ゴールデンウィークだから尚更テンションも上がる。

俺とアタルは、駅の近くにある商店街に向かっていたが、この辺りは住宅街だし田舎の俺の住んでいる風景と変わらない。

「こんなにのんびり歩くってことがないし、気づかなかったけど、二人だから散歩も楽しいんだな。」

俺が隣のアタルに言う。

『...それ、本気で言ってる?』
アタルは、首を傾げると俺の方を見た。その目がちょっと真剣で、俺は身構える。
こんな時に、なんかマジな目で見るなよな・・・


「...別に変な意味じゃないよ。本気とか、嘘とか、そんな風にとられると困る。」

『ま、そうだな。ゴメン。』


二人の間に変な空気が流れて、さっきまでの軽い足取りが急に重くなった。
アタルは俺を東京に呼んで、どうしようと思ったんだろう。自分が田舎に帰って来たって良かったのに・・・

「なあ、こっちで遊ぶツレとかいないの?」
俺が聞くと『たまに遊ぶ奴はいるけど。・・・どうして?』と首を傾げる。

「や、新しい友達と仲良くなれる時期だし、そいつと遊んだらいいのかな、って思ってさ。」

『・・・オレは勇人と遊びたかったの!別の奴の事は言わなくていいよ。』
急に口調が荒くなった。...怒らせた?!



商店街の中に小さなパンの店があって、そこで買った物を食べられるから、俺たちは一緒に珈琲を頼むと座った。

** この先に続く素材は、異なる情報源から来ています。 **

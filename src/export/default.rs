//! One item, one file.

use super::{
    ExportContext, ObservedFile, export_with_link_fallback, fallback_failed, fetch_authenticated,
};
use crate::error::{Error, ExportError, Result};
use crate::format::ExportFormat;
use crate::remote::ExportRequest;
use crate::tree::RemoteItem;

pub(super) async fn export_file(
    ctx: &mut ExportContext<'_>,
    item: &RemoteItem,
    format: ExportFormat,
    sink: &mut ObservedFile<'_>,
) -> Result<u64> {
    match format {
        ExportFormat::Native => download_with_binary_fallback(ctx, item, sink).await?,
        _ => {
            let request = ExportRequest {
                item_id: &item.id,
                mime_type: format.mime_type(),
                part: None,
            };
            export_with_link_fallback(ctx, &request, sink).await?
        }
    };

    Ok(sink.finish().await?)
}

/// Media download; on a transport failure, the item's direct binary URL
async fn download_with_binary_fallback(
    ctx: &mut ExportContext<'_>,
    item: &RemoteItem,
    sink: &mut ObservedFile<'_>,
) -> Result<u64> {
    ctx.observer.on_phase("downloading");
    let primary = ctx
        .client
        .download_media(&item.id, sink)
        .await
        .map_err(Error::from);

    match primary {
        Ok(written) => Ok(written),
        Err(e) if e.warrants_fallback() && !ctx.observer.is_cancelled() => {
            tracing::warn!(
                item_id = %item.id,
                name = %item.name,
                error = %e,
                "Download refused, retrying through binary URL"
            );
            sink.rewind().await?;

            let fallback = match &item.binary_url {
                Some(url) => fetch_authenticated(ctx, url, sink).await,
                None => Err(ExportError::NoBinaryUrl {
                    id: item.id.to_string(),
                }
                .into()),
            };
            fallback.map_err(|fb| fallback_failed(&e, &fb))
        }
        Err(e) => Err(e),
    }
}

二人で向かい合い、パンと珈琲を口にするが、時折アタルの眼差しが痛いほど刺さるから、なんとなく落ち着かない。   

当たり障りの無い話をすると、店を出て又歩き出した。
商店街には惣菜の店があって、帰り道に買い物が出来るのは、田舎にいるより便利だと思った。
俺の田舎だと、車で走らないと大きなスーパーまでいけなくて、駅前なんかガランとしている。コンビニエンスストアがあるぐらいだ。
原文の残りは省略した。